◆ **Task instructions**: For the data below, restate word for word only the lines from the line containing "25565 without raising." through the line containing "fn persist(path: &Path, config: &BotConfig)", both ends included.

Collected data
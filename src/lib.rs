// src/lib.rs

pub mod bot;
pub mod config;
pub mod error;
pub mod minecraft;
pub mod presence;
pub mod tasks;

pub use error::Error;
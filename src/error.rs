// src/error.rs
use thiserror::Error;

#[derive(Debug, Error)]
pub enum Error {
    #[error("Config persist error: {0}")]
    ConfigPersist(String),

    #[error("Config input error: {0}")]
    ConfigInput(String),

    #[error("Platform error: {0}")]
    Platform(String),
}
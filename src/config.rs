// src/config.rs
//
// Loads the persisted bot configuration, or collects it interactively on
// first run and writes it back out as `config.json`.

use std::io::{BufRead, Write};
use std::path::{Path, PathBuf};

use serde::{Deserialize, Serialize};
use tracing::{info, warn};

use crate::Error;

pub const DEFAULT_PORT: u16 = 25565;

const CONFIG_FILE_NAME: &str = "config.json";

/// The one persistent record this program keeps. All three fields are
/// populated before the bot starts; the value is immutable afterwards.
#[derive(Debug, Clone, PartialEq, Eq, Serialize, Deserialize)]
pub struct BotConfig {
    pub token: String,
    pub host: String,
    pub port: u16,
}

/// `config.json` next to the executable, or under the working directory if
/// the executable path cannot be resolved.
pub fn default_config_path() -> PathBuf {
    std::env::current_exe()
        .ok()
        .and_then(|p| p.parent().map(Path::to_path_buf))
        .unwrap_or_else(|| PathBuf::from("."))
        .join(CONFIG_FILE_NAME)
}

/// Reads the config at `path`, falling back to interactive collection when
/// the file is missing or malformed. Load failures are recovered here and
/// never surfaced to the caller.
pub fn load<R: BufRead, W: Write>(
    path: &Path,
    input: &mut R,
    output: &mut W,
) -> Result<BotConfig, Error> {
    match std::fs::read_to_string(path) {
        Ok(raw) => match serde_json::from_str::<BotConfig>(&raw) {
            Ok(config) => Ok(config),
            Err(e) => {
                warn!("Config at {} is malformed ({e}); starting setup.", path.display());
                collect(path, input, output)
            }
        },
        Err(e) => {
            info!("No config file at {} ({e}); starting setup.", path.display());
            collect(path, input, output)
        }
    }
}

/// Prompts for token, host and port in that order, persists the result to
/// `path` as pretty-printed JSON, then returns it. Empty or non-numeric
/// port input falls back to 25565 without raising.
pub fn collect<R: BufRead, W: Write>(
    path: &Path,
    input: &mut R,
    output: &mut W,
) -> Result<BotConfig, Error> {
    let token = ask(input, output, "Enter your Discord bot token > ")?;
    let host = ask(input, output, "Enter your Minecraft server IP > ")?;
    let port_raw = ask(input, output, "Enter your Minecraft server port (default: 25565) > ")?;
    let port = port_raw.parse::<u16>().unwrap_or(DEFAULT_PORT);

    let config = BotConfig { token, host, port };
    persist(path, &config)?;
    info!("Configuration saved to {}", path.display());
    Ok(config)
}

fn ask<R: BufRead, W: Write>(input: &mut R, output: &mut W, prompt: &str) -> Result<String, Error> {
    write!(output, "{prompt}")
        .and_then(|()| output.flush())
        .map_err(|e| Error::ConfigInput(format!("console write failed: {e}")))?;

    let mut line = String::new();
    let read = input
        .read_line(&mut line)
        .map_err(|e| Error::ConfigInput(format!("console read failed: {e}")))?;
    if read == 0 {
        return Err(Error::ConfigInput("console input closed".into()));
    }
    Ok(line.trim().to_string())
}

fn persist(path: &Path, config: &BotConfig) -> Result<(), Error> {
    let raw = serde_json::to_string_pretty(config)
        .map_err(|e| Error::ConfigPersist(format!("serialize failed: {e}")))?;
    std::fs::write(path, raw)
        .map_err(|e| Error::ConfigPersist(format!("write to {} failed: {e}", path.display())))
}
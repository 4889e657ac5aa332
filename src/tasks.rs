// src/tasks.rs

use std::sync::Arc;
use std::time::Duration;

use tokio::task::JoinHandle;
use tokio::time::{MissedTickBehavior, interval};
use tracing::error;

use crate::minecraft::StatusProbe;
use crate::presence::PresenceSink;

/// Handle to the repeating status-check task. Never stopped at runtime;
/// exists so tests can shut the loop down deterministically.
pub struct PollHandle {
    task: JoinHandle<()>,
}

impl PollHandle {
    pub fn stop(self) {
        self.task.abort();
    }
}

/// Spawns the repeating probe+publish cycle. The first tick fires
/// immediately; if a cycle outlives the period, the overlapping tick is
/// skipped rather than run concurrently.
pub fn spawn_status_poll_task(
    probe: Arc<dyn StatusProbe>,
    sink: Arc<dyn PresenceSink>,
    period: Duration,
) -> PollHandle {
    let task = tokio::spawn(async move {
        let mut ticker = interval(period);
        ticker.set_missed_tick_behavior(MissedTickBehavior::Skip);
        loop {
            ticker.tick().await;
            let status = probe.probe().await;
            if let Err(e) = sink.publish(&status) {
                error!("Failed to publish presence: {e}");
            }
        }
    });
    PollHandle { task }
}
//! tests/poll_tests.rs
use std::sync::{Arc, Mutex};
use std::time::Duration;

use async_trait::async_trait;
use mcstatus_bot::Error;
use mcstatus_bot::minecraft::{ServerStatus, StatusProbe};
use mcstatus_bot::presence::PresenceSink;
use mcstatus_bot::tasks::spawn_status_poll_task;

// ---------- Mock probe ----------
struct FixedProbe(ServerStatus);

#[async_trait]
impl StatusProbe for FixedProbe {
    async fn probe(&self) -> ServerStatus {
        self.0
    }
}

// ---------- Mock sink ----------
#[derive(Default)]
struct RecordingSink {
    published: Mutex<Vec<ServerStatus>>,
}

impl PresenceSink for RecordingSink {
    fn publish(&self, status: &ServerStatus) -> Result<(), Error> {
        self.published.lock().unwrap().push(*status);
        Ok(())
    }
}

#[tokio::test]
async fn poll_task_publishes_each_cycle() {
    let status = ServerStatus::Online { online: 3, max: 20 };
    let probe = Arc::new(FixedProbe(status));
    let sink = Arc::new(RecordingSink::default());

    let handle = spawn_status_poll_task(probe, sink.clone(), Duration::from_millis(20));
    tokio::time::sleep(Duration::from_millis(90)).await;
    handle.stop();

    let seen = sink.published.lock().unwrap();
    assert!(seen.len() >= 2, "expected at least two cycles, saw {}", seen.len());
    assert!(seen.iter().all(|s| *s == status));
}

#[tokio::test]
async fn first_cycle_runs_immediately() {
    let probe = Arc::new(FixedProbe(ServerStatus::Offline));
    let sink = Arc::new(RecordingSink::default());

    // Period far longer than the wait: only the immediate first cycle fits.
    let handle = spawn_status_poll_task(probe, sink.clone(), Duration::from_secs(60));
    tokio::time::sleep(Duration::from_millis(50)).await;
    handle.stop();

    assert_eq!(sink.published.lock().unwrap().len(), 1);
}

#[tokio::test]
async fn stopped_task_publishes_nothing_further() {
    let probe = Arc::new(FixedProbe(ServerStatus::Offline));
    let sink = Arc::new(RecordingSink::default());

    let handle = spawn_status_poll_task(probe, sink.clone(), Duration::from_millis(10));
    tokio::time::sleep(Duration::from_millis(45)).await;
    handle.stop();

    let count = sink.published.lock().unwrap().len();
    tokio::time::sleep(Duration::from_millis(45)).await;
    assert_eq!(sink.published.lock().unwrap().len(), count);
}

#[tokio::test]
async fn publish_errors_do_not_stop_the_loop() {
    struct FailingSink {
        calls: Mutex<u32>,
    }

    impl PresenceSink for FailingSink {
        fn publish(&self, _status: &ServerStatus) -> Result<(), Error> {
            *self.calls.lock().unwrap() += 1;
            Err(Error::Platform("send failed".into()))
        }
    }

    let probe = Arc::new(FixedProbe(ServerStatus::Offline));
    let sink = Arc::new(FailingSink { calls: Mutex::new(0) });

    let handle = spawn_status_poll_task(probe, sink.clone(), Duration::from_millis(10));
    tokio::time::sleep(Duration::from_millis(55)).await;
    handle.stop();

    assert!(*sink.calls.lock().unwrap() >= 2);
}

◆ **Exercise answer**:
/// port input falls back to 25565 without raising.
pub fn collect<R: BufRead, W: Write>(
    path: &Path,
    input: &mut R,
    output: &mut W,
) -> Result<BotConfig, Error> {
    let token = ask(input, output, "Enter your Discord bot token > ")?;
    let host = ask(input, output, "Enter your Minecraft server IP > ")?;
    let port_raw = ask(input, output, "Enter your Minecraft server port (default: 25565) > ")?;
    let port = port_raw.parse::<u16>().unwrap_or(DEFAULT_PORT);

    let config = BotConfig { token, host, port };
    persist(path, &config)?;
    info!("Configuration saved to {}", path.display());
    Ok(config)
}

fn ask<R: BufRead, W: Write>(input: &mut R, output: &mut W, prompt: &str) -> Result<String, Error> {
    write!(output, "{prompt}")
        .and_then(|()| output.flush())
        .map_err(|e| Error::ConfigInput(format!("console write failed: {e}")))?;

    let mut line = String::new();
    let read = input
        .read_line(&mut line)
        .map_err(|e| Error::ConfigInput(format!("console read failed: {e}")))?;
    if read == 0 {
        return Err(Error::ConfigInput("console input closed".into()));
    }
    Ok(line.trim().to_string())
}

fn persist(path: &Path, config: &BotConfig) -> Result<(), Error> {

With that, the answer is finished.